→ PROBLEM REQUIREMENTS
Whenever a line below holds the word "ticks", copy that line.

→ INPUT
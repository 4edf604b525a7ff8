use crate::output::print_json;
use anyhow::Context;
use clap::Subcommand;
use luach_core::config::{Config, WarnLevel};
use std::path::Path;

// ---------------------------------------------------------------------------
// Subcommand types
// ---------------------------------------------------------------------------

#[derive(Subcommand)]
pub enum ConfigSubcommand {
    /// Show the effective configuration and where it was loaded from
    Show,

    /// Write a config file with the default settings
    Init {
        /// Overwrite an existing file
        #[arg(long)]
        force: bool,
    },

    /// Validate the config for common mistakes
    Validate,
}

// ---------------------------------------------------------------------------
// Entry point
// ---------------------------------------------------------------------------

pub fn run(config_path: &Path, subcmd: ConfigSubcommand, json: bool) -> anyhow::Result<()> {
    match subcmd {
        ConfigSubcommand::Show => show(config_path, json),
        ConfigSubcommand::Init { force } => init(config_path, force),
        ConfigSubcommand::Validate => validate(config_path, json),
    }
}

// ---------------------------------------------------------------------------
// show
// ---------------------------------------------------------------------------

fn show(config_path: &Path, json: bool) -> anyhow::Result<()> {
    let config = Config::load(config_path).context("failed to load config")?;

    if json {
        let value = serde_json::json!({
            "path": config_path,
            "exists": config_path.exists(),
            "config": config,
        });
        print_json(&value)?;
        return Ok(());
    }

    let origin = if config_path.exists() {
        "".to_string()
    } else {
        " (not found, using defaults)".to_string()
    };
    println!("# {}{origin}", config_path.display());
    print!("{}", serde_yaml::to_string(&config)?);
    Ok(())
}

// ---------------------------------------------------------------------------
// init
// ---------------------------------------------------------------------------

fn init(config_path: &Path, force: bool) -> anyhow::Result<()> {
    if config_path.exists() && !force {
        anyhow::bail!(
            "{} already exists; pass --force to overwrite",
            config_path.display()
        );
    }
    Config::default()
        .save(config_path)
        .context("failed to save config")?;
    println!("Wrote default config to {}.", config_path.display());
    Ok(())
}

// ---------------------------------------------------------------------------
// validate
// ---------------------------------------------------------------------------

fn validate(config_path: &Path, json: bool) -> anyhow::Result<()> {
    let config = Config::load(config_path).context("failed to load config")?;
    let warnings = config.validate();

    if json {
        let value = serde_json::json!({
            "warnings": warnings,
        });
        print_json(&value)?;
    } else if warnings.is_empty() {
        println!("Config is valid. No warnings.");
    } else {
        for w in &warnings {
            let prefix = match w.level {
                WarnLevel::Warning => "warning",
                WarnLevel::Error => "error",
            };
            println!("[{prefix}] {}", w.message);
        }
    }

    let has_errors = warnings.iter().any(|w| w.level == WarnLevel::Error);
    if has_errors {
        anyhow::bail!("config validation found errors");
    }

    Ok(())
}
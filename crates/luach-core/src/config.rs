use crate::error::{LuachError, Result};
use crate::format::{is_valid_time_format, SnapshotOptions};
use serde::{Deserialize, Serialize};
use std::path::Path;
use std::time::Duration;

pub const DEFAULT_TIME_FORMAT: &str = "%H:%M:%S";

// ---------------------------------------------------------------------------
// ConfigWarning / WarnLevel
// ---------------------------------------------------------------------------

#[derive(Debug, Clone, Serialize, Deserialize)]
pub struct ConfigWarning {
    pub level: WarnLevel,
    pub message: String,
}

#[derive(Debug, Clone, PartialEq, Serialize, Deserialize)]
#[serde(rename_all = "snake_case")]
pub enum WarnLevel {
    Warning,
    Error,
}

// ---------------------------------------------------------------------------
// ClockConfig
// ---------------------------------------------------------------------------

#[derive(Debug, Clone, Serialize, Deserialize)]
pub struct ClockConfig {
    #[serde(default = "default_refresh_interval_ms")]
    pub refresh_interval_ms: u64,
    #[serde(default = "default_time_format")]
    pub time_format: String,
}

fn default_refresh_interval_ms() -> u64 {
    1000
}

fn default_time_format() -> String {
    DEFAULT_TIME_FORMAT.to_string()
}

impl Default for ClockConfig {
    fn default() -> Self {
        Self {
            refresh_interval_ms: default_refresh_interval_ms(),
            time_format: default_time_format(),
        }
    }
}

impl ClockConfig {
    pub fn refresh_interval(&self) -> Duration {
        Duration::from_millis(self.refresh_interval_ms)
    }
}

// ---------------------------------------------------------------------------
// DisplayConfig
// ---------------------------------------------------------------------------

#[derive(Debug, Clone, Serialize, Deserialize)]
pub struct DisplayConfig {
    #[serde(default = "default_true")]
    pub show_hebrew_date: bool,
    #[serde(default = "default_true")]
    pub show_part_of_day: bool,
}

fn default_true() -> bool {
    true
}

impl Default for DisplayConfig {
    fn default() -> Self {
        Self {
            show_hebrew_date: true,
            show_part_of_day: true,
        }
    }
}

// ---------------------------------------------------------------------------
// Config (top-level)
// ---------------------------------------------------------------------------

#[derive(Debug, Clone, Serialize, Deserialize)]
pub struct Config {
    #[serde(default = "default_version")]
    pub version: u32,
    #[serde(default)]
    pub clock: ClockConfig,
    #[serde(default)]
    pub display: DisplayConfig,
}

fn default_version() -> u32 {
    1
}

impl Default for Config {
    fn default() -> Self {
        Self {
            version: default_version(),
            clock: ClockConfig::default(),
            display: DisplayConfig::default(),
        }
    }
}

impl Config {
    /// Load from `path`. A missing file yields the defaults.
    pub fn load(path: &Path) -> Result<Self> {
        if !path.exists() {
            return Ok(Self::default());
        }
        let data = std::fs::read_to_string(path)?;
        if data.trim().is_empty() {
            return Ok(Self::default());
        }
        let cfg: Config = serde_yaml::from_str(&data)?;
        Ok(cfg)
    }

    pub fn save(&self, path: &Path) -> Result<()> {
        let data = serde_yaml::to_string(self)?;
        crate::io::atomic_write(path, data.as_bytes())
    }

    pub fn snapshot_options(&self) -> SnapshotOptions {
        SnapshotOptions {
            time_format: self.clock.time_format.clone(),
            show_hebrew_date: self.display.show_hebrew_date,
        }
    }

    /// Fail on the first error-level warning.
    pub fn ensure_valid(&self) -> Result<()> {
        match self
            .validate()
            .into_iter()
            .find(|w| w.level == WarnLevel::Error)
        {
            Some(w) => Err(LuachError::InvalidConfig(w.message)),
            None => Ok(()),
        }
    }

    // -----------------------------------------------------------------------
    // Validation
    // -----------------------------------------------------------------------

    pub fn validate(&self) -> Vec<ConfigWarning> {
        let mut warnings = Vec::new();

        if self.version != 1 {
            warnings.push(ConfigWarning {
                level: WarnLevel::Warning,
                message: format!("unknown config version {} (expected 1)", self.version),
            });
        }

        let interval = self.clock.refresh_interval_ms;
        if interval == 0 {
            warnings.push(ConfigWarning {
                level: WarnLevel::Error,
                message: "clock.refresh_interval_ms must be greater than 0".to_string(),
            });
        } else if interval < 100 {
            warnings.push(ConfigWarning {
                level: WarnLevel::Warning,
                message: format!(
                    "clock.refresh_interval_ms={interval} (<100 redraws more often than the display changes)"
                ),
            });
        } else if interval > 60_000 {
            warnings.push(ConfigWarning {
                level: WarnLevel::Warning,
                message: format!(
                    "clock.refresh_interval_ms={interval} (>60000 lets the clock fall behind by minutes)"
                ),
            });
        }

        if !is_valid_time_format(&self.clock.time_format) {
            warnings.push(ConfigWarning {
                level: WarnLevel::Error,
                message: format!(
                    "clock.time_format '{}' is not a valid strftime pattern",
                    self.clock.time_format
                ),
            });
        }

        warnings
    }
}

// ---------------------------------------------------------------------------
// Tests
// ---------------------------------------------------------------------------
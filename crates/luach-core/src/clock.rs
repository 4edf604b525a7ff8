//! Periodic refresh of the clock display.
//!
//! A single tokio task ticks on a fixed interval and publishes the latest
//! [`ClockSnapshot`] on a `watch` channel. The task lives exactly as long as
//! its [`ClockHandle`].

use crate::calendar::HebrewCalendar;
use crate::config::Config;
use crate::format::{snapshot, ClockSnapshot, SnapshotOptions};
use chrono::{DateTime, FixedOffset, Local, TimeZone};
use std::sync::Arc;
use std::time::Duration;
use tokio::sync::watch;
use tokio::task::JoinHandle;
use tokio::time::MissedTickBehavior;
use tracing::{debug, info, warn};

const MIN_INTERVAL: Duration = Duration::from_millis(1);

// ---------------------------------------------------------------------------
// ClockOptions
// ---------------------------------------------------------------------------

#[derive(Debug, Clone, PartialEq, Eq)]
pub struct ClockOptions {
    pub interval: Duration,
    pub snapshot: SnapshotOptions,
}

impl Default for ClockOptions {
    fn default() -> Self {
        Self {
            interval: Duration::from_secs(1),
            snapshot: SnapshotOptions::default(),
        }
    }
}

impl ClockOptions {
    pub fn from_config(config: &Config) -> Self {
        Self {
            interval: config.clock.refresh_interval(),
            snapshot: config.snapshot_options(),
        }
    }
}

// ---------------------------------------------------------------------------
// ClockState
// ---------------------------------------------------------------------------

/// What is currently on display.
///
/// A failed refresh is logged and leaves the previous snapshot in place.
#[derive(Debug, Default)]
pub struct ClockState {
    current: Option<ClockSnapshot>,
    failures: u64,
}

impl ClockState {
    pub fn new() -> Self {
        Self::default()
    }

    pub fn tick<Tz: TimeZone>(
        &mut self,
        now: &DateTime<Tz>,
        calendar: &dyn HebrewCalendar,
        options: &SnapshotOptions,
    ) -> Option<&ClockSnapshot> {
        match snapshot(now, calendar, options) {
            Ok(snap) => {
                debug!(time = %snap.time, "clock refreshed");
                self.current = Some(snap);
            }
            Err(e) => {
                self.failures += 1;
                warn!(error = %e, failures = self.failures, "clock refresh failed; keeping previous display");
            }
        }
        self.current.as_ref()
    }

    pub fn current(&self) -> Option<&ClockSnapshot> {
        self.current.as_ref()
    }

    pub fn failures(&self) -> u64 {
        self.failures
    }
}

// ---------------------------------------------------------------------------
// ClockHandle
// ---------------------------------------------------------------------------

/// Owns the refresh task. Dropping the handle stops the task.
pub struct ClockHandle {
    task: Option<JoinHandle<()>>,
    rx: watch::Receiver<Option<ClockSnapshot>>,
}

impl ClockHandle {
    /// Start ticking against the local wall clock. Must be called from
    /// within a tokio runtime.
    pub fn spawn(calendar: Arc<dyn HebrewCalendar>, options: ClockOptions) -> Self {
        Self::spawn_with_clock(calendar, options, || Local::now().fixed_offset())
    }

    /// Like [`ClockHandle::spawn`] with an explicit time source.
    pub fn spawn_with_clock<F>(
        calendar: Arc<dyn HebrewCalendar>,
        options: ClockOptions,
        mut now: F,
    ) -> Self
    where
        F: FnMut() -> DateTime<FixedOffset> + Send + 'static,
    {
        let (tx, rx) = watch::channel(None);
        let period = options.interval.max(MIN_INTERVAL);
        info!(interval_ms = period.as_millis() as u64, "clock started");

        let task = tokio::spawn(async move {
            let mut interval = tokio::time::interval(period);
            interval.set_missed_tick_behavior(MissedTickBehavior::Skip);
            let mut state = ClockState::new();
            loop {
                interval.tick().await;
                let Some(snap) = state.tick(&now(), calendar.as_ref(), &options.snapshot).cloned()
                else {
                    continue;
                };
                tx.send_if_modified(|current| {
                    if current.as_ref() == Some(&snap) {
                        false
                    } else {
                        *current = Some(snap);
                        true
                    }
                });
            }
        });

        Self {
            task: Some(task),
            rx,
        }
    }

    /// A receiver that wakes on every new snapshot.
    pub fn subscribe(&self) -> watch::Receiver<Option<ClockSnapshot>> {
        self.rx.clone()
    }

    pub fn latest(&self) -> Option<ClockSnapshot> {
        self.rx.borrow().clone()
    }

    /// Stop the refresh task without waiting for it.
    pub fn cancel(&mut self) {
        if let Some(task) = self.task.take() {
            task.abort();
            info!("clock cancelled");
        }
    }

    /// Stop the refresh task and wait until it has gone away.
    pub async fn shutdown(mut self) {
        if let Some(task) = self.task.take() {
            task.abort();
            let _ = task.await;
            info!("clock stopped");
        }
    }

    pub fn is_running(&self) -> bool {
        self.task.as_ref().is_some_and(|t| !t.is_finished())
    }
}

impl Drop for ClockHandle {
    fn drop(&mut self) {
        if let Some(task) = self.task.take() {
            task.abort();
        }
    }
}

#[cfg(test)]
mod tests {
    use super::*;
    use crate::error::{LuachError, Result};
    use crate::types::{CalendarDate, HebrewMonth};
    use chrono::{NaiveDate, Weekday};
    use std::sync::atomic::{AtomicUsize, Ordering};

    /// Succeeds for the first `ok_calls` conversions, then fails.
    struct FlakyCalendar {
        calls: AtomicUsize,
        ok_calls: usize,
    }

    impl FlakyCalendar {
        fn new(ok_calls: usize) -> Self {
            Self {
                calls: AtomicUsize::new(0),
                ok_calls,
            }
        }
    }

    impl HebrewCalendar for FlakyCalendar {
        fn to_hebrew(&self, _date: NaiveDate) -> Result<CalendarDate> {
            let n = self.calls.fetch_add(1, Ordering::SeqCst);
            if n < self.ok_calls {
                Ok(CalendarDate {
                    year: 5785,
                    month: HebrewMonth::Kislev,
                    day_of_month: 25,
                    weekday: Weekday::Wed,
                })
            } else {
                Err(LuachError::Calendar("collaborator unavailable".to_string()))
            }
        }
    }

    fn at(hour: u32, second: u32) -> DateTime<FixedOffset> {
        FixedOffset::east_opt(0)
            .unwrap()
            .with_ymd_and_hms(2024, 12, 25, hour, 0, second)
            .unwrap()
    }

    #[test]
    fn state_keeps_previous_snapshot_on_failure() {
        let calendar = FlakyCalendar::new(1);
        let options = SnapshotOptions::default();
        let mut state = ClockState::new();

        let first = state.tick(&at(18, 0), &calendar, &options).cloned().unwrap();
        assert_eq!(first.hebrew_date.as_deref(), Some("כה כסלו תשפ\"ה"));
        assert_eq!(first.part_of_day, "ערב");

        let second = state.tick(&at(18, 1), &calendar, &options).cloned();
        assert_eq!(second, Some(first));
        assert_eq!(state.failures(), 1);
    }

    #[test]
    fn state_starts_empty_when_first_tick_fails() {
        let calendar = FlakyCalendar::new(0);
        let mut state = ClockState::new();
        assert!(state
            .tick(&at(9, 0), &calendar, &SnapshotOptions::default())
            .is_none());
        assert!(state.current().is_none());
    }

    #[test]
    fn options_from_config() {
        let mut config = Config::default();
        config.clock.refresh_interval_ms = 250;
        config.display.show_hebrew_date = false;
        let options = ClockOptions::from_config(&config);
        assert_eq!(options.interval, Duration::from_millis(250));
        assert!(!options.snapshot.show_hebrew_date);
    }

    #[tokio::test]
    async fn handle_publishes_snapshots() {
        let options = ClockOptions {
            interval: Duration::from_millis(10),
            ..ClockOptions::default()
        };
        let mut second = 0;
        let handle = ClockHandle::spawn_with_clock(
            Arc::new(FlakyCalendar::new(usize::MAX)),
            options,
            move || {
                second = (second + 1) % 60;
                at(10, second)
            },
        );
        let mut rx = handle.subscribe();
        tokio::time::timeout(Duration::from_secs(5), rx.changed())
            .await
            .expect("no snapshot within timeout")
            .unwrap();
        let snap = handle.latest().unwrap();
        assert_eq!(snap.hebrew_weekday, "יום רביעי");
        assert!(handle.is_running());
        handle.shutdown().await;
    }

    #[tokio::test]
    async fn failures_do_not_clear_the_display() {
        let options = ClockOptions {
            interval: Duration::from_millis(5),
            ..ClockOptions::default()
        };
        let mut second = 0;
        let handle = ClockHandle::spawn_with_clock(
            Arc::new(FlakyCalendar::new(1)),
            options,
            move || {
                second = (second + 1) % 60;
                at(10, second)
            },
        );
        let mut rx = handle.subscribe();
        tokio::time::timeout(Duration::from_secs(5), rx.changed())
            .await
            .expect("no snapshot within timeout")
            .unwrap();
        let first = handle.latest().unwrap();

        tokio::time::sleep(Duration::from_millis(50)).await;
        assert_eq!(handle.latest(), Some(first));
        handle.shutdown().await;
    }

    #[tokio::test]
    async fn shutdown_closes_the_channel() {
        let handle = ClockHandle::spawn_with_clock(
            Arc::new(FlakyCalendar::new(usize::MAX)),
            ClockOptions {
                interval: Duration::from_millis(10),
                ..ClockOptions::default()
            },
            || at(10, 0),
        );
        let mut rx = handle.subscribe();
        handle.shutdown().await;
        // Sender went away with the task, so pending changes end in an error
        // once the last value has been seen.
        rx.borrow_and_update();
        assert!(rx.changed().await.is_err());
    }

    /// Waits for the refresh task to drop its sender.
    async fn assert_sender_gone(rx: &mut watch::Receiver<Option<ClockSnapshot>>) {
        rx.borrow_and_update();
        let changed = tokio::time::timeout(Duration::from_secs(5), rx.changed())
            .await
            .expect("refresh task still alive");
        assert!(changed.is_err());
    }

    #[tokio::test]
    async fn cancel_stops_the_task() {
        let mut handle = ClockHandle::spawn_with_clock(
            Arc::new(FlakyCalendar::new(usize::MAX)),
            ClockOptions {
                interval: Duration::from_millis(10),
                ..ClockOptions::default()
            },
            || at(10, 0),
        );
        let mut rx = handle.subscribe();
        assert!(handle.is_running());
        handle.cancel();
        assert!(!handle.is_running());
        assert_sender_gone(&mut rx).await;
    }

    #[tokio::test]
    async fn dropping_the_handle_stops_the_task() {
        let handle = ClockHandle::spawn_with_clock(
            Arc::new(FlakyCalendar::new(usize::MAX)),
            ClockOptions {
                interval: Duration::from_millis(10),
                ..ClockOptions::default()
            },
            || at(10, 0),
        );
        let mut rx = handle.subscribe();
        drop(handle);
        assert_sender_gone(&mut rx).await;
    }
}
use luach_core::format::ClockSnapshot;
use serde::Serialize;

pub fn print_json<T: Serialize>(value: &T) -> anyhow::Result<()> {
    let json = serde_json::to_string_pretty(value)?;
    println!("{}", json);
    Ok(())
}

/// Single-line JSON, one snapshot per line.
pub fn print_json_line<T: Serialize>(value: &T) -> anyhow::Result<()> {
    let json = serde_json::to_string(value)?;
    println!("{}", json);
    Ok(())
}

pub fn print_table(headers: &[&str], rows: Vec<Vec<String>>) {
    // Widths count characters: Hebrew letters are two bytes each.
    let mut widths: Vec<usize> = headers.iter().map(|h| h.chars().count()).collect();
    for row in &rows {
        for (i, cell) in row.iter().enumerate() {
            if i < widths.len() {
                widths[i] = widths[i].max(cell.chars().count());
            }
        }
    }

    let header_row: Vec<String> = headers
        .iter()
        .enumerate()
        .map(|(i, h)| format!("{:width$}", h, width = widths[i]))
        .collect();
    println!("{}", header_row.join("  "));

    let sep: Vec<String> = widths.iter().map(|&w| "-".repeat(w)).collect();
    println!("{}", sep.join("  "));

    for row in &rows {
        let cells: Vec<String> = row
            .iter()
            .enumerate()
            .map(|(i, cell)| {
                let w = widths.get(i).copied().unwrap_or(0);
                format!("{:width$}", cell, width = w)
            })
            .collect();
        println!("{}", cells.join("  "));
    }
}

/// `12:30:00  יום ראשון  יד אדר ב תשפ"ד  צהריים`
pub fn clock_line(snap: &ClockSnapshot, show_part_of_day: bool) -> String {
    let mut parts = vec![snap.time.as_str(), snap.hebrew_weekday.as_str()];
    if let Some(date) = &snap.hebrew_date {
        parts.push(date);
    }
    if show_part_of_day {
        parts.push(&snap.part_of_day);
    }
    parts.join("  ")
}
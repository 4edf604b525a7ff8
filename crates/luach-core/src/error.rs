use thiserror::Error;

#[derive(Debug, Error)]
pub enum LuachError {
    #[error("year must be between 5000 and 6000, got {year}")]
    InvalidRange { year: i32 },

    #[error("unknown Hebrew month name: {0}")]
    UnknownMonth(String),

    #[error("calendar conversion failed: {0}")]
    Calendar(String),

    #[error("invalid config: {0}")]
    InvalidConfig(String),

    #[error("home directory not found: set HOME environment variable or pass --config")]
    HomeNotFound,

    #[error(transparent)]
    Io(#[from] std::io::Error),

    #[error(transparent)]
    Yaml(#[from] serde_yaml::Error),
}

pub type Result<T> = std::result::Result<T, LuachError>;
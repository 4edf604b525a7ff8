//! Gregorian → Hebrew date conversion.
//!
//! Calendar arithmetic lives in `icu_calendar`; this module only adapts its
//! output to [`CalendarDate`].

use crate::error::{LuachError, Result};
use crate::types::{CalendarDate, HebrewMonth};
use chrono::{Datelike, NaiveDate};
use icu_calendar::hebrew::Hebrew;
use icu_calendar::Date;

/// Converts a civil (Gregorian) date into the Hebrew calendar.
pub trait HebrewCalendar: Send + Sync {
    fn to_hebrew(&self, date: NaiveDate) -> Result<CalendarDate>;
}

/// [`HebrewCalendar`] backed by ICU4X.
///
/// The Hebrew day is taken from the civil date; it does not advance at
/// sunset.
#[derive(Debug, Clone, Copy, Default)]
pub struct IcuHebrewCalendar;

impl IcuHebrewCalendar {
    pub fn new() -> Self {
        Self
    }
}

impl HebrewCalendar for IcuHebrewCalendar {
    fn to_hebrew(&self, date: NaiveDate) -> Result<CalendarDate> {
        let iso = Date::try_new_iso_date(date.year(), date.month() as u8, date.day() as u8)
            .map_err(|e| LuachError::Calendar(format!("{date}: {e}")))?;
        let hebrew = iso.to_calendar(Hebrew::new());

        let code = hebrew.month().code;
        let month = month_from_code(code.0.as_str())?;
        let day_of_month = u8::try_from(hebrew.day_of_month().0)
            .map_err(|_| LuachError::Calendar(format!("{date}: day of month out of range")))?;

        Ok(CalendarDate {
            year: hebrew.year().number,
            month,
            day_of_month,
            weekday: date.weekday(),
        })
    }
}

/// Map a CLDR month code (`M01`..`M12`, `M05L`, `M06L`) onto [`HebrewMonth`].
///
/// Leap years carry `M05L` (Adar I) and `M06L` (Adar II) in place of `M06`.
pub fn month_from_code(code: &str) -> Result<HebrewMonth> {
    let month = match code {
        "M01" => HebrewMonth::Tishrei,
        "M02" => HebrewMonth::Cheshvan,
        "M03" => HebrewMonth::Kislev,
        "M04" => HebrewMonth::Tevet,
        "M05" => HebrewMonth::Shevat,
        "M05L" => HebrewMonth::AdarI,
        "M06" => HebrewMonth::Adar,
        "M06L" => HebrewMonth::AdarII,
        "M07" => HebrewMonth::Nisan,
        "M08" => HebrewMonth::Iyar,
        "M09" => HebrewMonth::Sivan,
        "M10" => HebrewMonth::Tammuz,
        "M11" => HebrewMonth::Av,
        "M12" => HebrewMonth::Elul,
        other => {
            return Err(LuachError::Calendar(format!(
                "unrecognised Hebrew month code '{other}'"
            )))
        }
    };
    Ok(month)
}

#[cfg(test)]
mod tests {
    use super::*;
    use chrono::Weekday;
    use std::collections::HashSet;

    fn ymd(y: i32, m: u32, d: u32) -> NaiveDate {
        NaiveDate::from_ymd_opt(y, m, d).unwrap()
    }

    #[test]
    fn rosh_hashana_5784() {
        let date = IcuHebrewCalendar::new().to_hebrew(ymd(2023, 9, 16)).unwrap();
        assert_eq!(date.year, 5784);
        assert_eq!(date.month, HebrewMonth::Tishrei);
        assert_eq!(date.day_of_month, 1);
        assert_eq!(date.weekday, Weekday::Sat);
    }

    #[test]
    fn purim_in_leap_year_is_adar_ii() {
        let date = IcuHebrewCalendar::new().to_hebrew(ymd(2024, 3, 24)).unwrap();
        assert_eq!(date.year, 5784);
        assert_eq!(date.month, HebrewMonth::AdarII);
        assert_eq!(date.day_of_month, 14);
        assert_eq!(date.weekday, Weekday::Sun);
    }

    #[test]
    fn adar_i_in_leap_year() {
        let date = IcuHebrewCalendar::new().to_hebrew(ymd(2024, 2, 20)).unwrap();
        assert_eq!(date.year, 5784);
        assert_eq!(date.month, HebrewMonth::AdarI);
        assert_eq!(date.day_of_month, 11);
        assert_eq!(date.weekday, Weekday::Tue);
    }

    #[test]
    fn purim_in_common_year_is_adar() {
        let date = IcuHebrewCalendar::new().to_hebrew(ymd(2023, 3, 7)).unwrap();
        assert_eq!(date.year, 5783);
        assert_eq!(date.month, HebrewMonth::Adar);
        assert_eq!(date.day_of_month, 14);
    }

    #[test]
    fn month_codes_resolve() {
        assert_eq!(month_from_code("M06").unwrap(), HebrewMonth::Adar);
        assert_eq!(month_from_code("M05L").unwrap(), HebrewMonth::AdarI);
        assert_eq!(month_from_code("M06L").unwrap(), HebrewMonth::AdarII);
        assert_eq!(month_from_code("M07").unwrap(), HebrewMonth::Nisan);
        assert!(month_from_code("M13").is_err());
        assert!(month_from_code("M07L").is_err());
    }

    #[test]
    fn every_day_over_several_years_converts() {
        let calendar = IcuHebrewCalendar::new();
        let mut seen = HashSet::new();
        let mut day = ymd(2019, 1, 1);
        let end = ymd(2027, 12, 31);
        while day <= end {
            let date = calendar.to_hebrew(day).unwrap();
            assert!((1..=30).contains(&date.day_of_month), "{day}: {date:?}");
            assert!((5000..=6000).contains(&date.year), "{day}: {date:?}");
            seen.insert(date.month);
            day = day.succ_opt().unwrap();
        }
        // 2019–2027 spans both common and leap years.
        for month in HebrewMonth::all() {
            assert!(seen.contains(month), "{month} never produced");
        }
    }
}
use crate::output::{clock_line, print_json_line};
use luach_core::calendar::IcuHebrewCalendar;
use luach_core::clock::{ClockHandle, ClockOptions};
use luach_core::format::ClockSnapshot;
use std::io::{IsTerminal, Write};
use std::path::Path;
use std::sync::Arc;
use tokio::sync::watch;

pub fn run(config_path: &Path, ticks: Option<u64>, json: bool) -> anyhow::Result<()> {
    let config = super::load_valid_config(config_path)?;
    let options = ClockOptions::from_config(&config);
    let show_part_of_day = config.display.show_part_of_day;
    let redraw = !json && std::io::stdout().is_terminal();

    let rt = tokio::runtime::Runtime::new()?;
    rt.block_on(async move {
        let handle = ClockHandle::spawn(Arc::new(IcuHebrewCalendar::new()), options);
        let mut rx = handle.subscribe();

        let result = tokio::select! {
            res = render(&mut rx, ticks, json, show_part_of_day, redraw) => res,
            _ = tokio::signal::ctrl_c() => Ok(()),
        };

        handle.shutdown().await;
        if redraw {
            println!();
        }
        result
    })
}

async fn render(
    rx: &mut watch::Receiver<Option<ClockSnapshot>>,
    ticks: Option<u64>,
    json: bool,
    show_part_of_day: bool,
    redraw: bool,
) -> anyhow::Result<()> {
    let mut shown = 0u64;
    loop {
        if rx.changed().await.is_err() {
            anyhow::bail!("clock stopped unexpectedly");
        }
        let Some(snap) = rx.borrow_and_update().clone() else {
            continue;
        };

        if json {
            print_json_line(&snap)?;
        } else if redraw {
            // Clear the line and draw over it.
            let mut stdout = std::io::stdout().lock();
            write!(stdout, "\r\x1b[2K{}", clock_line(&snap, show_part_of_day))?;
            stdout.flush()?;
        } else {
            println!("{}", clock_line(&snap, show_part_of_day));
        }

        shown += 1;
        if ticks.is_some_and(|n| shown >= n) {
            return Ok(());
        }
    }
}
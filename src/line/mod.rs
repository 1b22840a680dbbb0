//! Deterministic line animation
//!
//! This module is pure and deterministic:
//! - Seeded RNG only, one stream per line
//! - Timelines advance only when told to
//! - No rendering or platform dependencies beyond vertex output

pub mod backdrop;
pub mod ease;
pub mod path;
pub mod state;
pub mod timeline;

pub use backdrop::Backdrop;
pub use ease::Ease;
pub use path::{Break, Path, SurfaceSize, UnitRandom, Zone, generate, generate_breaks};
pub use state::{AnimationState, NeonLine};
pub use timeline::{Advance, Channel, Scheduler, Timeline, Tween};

→ RESPONSE TO THIS TASK
//! A single tokio task ticks on a fixed interval and publishes the latest
pub fn run(config_path: &Path, ticks: Option<u64>, json: bool) -> anyhow::Result<()> {
            res = render(&mut rx, ticks, json, show_part_of_day, redraw) => res,
    ticks: Option<u64>,
        if ticks.is_some_and(|n| shown >= n) {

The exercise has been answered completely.